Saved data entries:
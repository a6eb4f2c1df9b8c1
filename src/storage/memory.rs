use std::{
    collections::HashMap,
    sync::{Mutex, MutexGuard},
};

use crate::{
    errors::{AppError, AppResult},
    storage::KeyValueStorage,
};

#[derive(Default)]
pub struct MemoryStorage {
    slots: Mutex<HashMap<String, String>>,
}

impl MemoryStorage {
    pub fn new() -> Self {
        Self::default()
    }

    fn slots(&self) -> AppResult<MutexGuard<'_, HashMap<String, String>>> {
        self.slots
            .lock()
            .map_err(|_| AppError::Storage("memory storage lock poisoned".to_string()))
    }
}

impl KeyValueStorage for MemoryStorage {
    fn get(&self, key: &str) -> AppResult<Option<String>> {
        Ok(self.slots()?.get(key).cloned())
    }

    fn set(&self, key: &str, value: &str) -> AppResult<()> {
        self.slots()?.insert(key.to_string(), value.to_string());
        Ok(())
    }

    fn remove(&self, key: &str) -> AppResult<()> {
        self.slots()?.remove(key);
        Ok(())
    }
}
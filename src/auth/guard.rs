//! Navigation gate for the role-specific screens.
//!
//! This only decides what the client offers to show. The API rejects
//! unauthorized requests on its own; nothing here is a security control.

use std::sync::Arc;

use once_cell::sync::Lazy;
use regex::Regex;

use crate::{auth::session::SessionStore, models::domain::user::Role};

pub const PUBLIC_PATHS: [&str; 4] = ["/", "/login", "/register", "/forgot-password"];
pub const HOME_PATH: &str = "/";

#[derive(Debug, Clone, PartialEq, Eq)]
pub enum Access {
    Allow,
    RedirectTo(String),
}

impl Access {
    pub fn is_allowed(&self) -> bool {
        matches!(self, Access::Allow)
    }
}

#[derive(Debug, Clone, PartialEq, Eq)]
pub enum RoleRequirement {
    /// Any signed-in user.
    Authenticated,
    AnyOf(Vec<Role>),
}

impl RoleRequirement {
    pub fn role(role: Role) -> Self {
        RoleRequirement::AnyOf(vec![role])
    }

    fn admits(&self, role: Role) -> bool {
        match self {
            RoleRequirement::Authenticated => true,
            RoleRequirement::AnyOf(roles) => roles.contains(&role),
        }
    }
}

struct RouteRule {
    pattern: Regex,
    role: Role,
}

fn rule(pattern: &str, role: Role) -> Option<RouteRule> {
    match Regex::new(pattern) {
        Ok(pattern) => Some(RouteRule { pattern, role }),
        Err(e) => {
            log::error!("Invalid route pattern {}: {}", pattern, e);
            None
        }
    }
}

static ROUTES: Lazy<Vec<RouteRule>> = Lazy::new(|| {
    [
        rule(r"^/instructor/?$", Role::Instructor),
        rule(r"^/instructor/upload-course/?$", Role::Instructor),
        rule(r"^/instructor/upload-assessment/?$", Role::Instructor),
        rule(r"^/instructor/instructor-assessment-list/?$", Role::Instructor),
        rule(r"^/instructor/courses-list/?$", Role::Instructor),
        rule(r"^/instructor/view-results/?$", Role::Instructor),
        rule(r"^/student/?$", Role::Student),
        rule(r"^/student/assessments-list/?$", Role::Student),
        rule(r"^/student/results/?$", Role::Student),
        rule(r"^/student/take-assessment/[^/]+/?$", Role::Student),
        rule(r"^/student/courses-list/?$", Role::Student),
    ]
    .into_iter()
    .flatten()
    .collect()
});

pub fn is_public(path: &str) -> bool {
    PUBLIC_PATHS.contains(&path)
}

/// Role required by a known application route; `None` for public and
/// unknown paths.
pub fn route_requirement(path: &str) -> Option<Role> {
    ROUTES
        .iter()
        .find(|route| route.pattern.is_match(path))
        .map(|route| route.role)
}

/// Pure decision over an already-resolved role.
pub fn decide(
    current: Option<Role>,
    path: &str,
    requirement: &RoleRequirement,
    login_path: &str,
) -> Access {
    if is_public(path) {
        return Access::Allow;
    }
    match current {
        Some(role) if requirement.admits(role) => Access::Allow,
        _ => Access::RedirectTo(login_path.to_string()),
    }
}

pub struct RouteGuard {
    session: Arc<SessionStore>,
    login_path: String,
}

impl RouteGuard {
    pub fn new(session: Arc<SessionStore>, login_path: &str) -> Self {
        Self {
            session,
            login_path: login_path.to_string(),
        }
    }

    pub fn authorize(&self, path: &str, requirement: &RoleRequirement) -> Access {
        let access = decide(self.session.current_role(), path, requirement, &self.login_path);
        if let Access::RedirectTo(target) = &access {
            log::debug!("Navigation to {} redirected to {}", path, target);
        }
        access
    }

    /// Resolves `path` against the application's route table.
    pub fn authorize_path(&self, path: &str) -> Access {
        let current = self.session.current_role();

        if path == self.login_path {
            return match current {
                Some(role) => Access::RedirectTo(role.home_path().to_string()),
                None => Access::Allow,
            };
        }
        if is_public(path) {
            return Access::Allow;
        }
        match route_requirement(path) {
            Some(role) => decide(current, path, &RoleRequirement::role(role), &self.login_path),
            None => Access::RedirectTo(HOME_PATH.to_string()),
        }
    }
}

▶ **EXERCISE REQUIREMENTS**
Pull every line containing "Option" out of the entries.

▶ **ANSWER FOR THIS EXERCISE**
    fn get(&self, key: &str) -> AppResult<Option<String>> {
fn rule(pattern: &str, role: Role) -> Option<RouteRule> {
pub fn route_requirement(path: &str) -> Option<Role> {
    current: Option<Role>,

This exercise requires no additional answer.